Insufficient Evidence
The virgin birth of Jesus and the
miracles he demonstrated are cited by some as proof of his divinity. The
insufficiency of the premise is obvious. We need only read the Biblical
account of Adam’s creation, without father or mother, and the accounts
of miracles associated with the prophet Elisha (Genesis and 2 Kings
chapters 4, 5, 6). In the case of these two men, no Christian asserts
their divinity, yet each has a qualification in common with Jesus.
Some maintain that Jesus was God because
the Hebrew Scriptures predicted his coming. The inadequacy here is only
slightly less apparent. The ancient Hebrew Scriptures are also cited as
predicting the role of John the Baptist (Malachi chapter 4). These three
arguments are mentioned to show that the ready claims of Christians
betray a selective or forgetful recall of scripture. They know the fact
of virgin birth as well as they know the account of Adam’s origins, yet
they interpret the first and overlook the second.

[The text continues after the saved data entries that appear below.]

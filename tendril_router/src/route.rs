// Copyright 2026 the Tendril Authors
// SPDX-License-Identifier: Apache-2.0 OR MIT

//! Route nodes and their draw/clear/navigate state machine.
//!
//! A route is an element (`<route>`) providing a [`RouteCapability`]. Its
//! rendered content hangs directly under that element, which is why it is
//! called the route's *head*. Parent/child relationships between routes are
//! never stored: every pass rediscovers the logical children through the
//! locator, so moving nodes around can never leave a stale route tree behind.
//!
//! ```text
//!   Unmounted ──draw──► Stale ──render ok──► Idle
//!       ▲                 ▲                   │
//!       │                 └──params changed───┤
//!       └──────────────────clear──────────────┤
//!                                             ▼
//!                         NotFound ◄──own not-found renderer
//! ```

use std::cell::{Cell, RefCell};
use std::fmt;
use std::rc::Rc;

use tendril_core::node::NodeId;
use tendril_core::trace::{ClearEvent, DrawEvent, NavigateEvent, NotFoundEvent, RootElectedEvent};
use tendril_core::{Content, Runtime};

use crate::error::RouterError;
use crate::history::{ListenerId, PopListener};
use crate::pattern::{Params, Pattern};
use crate::router::Router;

/// Renders a route's content for the matched parameters.
///
/// The returned nodes become the route's children. Build them inside the
/// function on every call: content a route drops (on clear, or when
/// not-found content replaces it) is destroyed at the next settle, and
/// returning a destroyed node fails with [`RouterError::StaleContent`].
pub type RenderFn = Rc<dyn Fn(&mut Runtime, &Params) -> Result<Content, RouterError>>;

/// Renders the not-found content for an unmatched path remainder.
pub type NotFoundFn = Rc<dyn Fn(&mut Runtime, &str) -> Result<Content, RouterError>>;

/// Where a route is in its draw cycle.
#[derive(Clone, Copy, Debug, PartialEq, Eq, Hash)]
pub enum RouteState {
    /// Nothing drawn.
    Unmounted,
    /// Drawn, and matching the current path fragment.
    Idle,
    /// Re-rendering because the matched parameters changed.
    Stale,
    /// Showing its own not-found content.
    NotFound,
}

/// The capability a route node provides.
pub struct RouteCapability {
    head: NodeId,
    pattern: Pattern,
    render: RenderFn,
    not_found: Option<NotFoundFn>,
    last_params: RefCell<Option<Params>>,
    state: Cell<RouteState>,
    pop_subscription: Cell<Option<ListenerId>>,
}

impl fmt::Debug for RouteCapability {
    fn fmt(&self, f: &mut fmt::Formatter<'_>) -> fmt::Result {
        f.debug_struct("RouteCapability")
            .field("head", &self.head)
            .field("pattern", &self.pattern.source())
            .field("exact", &self.pattern.is_exact())
            .field("state", &self.state.get())
            .field("last_params", &self.last_params.borrow())
            .field("has_not_found", &self.not_found.is_some())
            .field("pop_subscription", &self.pop_subscription.get())
            .finish_non_exhaustive()
    }
}

impl RouteCapability {
    /// The route's element.
    #[must_use]
    pub fn head(&self) -> NodeId {
        self.head
    }

    /// The route's own pattern.
    #[must_use]
    pub fn pattern(&self) -> &Pattern {
        &self.pattern
    }

    /// Current state.
    #[must_use]
    pub fn state(&self) -> RouteState {
        self.state.get()
    }

    /// The parameters of the last successful draw.
    #[must_use]
    pub fn last_params(&self) -> Option<Params> {
        self.last_params.borrow().clone()
    }

    /// Whether this route elected itself navigation root and holds the pop
    /// subscription.
    #[must_use]
    pub fn is_root(&self) -> bool {
        self.pop_subscription.get().is_some()
    }

    /// The fully-qualified pattern text: every ancestor route's pattern,
    /// outermost first, followed by this one's.
    pub fn path(&self, rt: &Runtime) -> Result<String, RouterError> {
        let mut path = self.parent_path(rt)?;
        path.push_str(self.pattern.source());
        Ok(path)
    }

    fn parent_path(&self, rt: &Runtime) -> Result<String, RouterError> {
        let router = Router::get(rt)?;
        match rt.lookup_up(self.head, router.route_kind()) {
            Some(parent) => parent.path(rt),
            None => Ok(String::new()),
        }
    }

    /// Draws this route for `params`, then dispatches `remaining` to its
    /// logical child routes.
    ///
    /// The render function runs only when the head is empty or `params`
    /// differs from the last draw, so an ancestor redraw never re-renders an
    /// unchanged subtree.
    pub fn draw(
        &self,
        rt: &mut Runtime,
        remaining: &str,
        params: &Params,
    ) -> Result<(), RouterError> {
        let router = Router::get(rt)?;
        if !rt.tree().is_alive(self.head) {
            return Ok(());
        }
        let empty = rt.tree().first_child(self.head).is_none();
        let rerender = empty || self.last_params.borrow().as_ref() != Some(params);
        if rerender {
            self.state.set(RouteState::Stale);
            let content = (self.render)(rt, params)?;
            place(rt, self.head, &content)?;
        }
        *self.last_params.borrow_mut() = Some(params.clone());
        self.state.set(RouteState::Idle);
        rt.tracer().draw(&DrawEvent {
            route: self.head,
            pattern: self.pattern.source(),
            remaining,
            rerendered: rerender,
        });

        let top = rt.tree().root_of(self.head);
        let mut found = false;
        for child in rt.lookup_children(self.head, router.route_kind()) {
            match child.pattern.match_prefix(remaining) {
                Some(m) => {
                    child.draw(rt, &remaining[m.consumed..], &m.params)?;
                    found = true;
                }
                None => child.clear(rt)?,
            }
            // A descendant's not-found cascade replaced our content, or the
            // content of a route above us.
            let detached = rt.tree().root_of(self.head) != top;
            if detached || self.state.get() == RouteState::NotFound {
                return Ok(());
            }
        }
        if !found && !remaining.is_empty() {
            self.render_not_found(rt, remaining)?;
        }
        Ok(())
    }

    /// Shows not-found content for `path`: this route's own renderer if it
    /// has one, otherwise the nearest ancestor route's.
    ///
    /// When no route up to the top has a renderer the cascade ends silently.
    pub fn render_not_found(&self, rt: &mut Runtime, path: &str) -> Result<(), RouterError> {
        let router = Router::get(rt)?;
        if let Some(not_found) = &self.not_found {
            let content = not_found(rt, path)?;
            place(rt, self.head, &content)?;
            // The next successful match must redraw over this content.
            *self.last_params.borrow_mut() = None;
            self.state.set(RouteState::NotFound);
            rt.tracer().not_found(&NotFoundEvent {
                route: self.head,
                path,
                handled: true,
            });
            return Ok(());
        }
        match rt.lookup_up(self.head, router.route_kind()) {
            Some(parent) => parent.render_not_found(rt, path),
            None => {
                rt.tracer().not_found(&NotFoundEvent {
                    route: self.head,
                    path,
                    handled: false,
                });
                Ok(())
            }
        }
    }

    /// Unmounts the route's content and drops the history subscriptions of
    /// every link inside it.
    pub fn clear(&self, rt: &mut Runtime) -> Result<(), RouterError> {
        let router = Router::get(rt)?;
        if !rt.tree().is_alive(self.head) {
            return Ok(());
        }
        if self.state.get() == RouteState::Unmounted && rt.tree().first_child(self.head).is_none() {
            return Ok(());
        }
        let unsubscribed = rt
            .lookup_down(self.head, router.link_kind())
            .iter()
            .filter(|link| link.unsubscribe(&router))
            .count();
        rt.clear_children(self.head);
        *self.last_params.borrow_mut() = None;
        self.state.set(RouteState::Unmounted);
        rt.tracer().clear(&ClearEvent {
            route: self.head,
            pattern: self.pattern.source(),
            unsubscribed,
        });
        Ok(())
    }

    /// Handles a navigation request for the absolute path `target`.
    ///
    /// If this route's fully-qualified pattern is a prefix of `target` (all
    /// of it, for an exact route), the route draws the remainder with its own
    /// parameters. Otherwise the
    /// request bubbles to the parent route (no longer originating), and at
    /// the top it ends in the not-found cascade. An originating request also
    /// pushes `target` onto the session history.
    pub fn navigate(
        &self,
        rt: &mut Runtime,
        target: &str,
        originating: bool,
    ) -> Result<(), RouterError> {
        let router = Router::get(rt)?;
        let prefix = self.parent_path(rt)?;
        let qualified = Pattern::qualified(&prefix, &self.pattern)?;
        let matched = qualified.match_own(target, self.pattern.params().len());
        rt.tracer().navigate(&NavigateEvent {
            route: self.head,
            target,
            qualified: qualified.source(),
            originating,
            matched: matched.is_some(),
        });
        match matched {
            Some(m) => self.draw(rt, &target[m.consumed..], &m.params)?,
            None => match rt.lookup_up(self.head, router.route_kind()) {
                Some(parent) => parent.navigate(rt, target, false)?,
                None => self.render_not_found(rt, target)?,
            },
        }
        if originating {
            router.history().push_path(target);
        }
        Ok(())
    }
}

Now to pursue our case indirectly. Does
the Bible quote Jesus as claiming equality with God? Bible texts are
produced to show that Jesus used the terms “son of man”, “son of God”,
“Messiah”, and “saviour”. But each of these terms is applied to other
individuals in the Bible. Ezekiel was addressed as “son of man” (Ezekiel
chapter 3). Jesus himself speaks of the peacemakers as “sons of God”
(Matthew 5:9). Cyrus the Persian is called “Messiah” at Isaiah 45: 1.
The duplicity of translators is manifested here, for they inevitably
render only the meaning of the word “Messiah” which is “annointed”.
Where other Bible verses seem to refer to Jesus, they prefer to
transliterate “Messiah” or the Greek equivalent “Christ”. In this way
they hope to give the impression that there is only one Messiah. As for
“saviour”, the word is applied to other than Jesus (2 Kings 13:5).
Christians choose to cite the forty-third chapter of Isaiah as proof
that there is only one saviour. Again, translators have tried to obscure
the fact that God is the only saviour in the same ultimate sense that
He is our only nourisher and protector, though men also have these
assigned tasks. By over specifying this pronouncement in Isaiah they
hope to have us believe that God equals saviour and Jesus equals saviour
therefore Jesus equals God. The conspiracy of modern translation is
easily demonstrated. The King James Bible of 1611 is everywhere
available. Compare it to a more recent translation, say the New American
Bible of this century. In the earlier version we find 2 Kings 13:5
contains the word “saviour”, but in the newer version the synonomous
word “deliverer” has been substituted. In fact,”saviours”, the plural,
will be found at Obadiah 21 and Nehemiah 9:27. Here again, by
substituting a different word, the connotation of divinity tied to the
word “saviour” has been guarded in modern versions by less than honest
translation.
Once more we have exhibited the
insufficient warrant of arguments offered: Those terms said to connote
divinity are used of individuals other than Jesus.
There is a quotation that should be
mentioned here also. At John 8:58 it is reported that Jesus said,
‘Before Abraham was, I am.’ Even if Jesus meant to claim by these words
that he was alive before Abraham was, is this sufficient ground to say
that he was divine? If Jesus lived in heaven then came to earth it might
mean something remarkable, but it would not be enough to establish him
as God incarnate.
Additionally, it should be noted that
these words are open to other interpretation. Christians do not imagine
that the prophet Jeremiah had a pre-human existence and so they find a
suitable way of interpreting the words of Jeremiah 1:5 which portray
such a situation, if taken literally. Why not apply a similar
understanding in the case of John 8:58?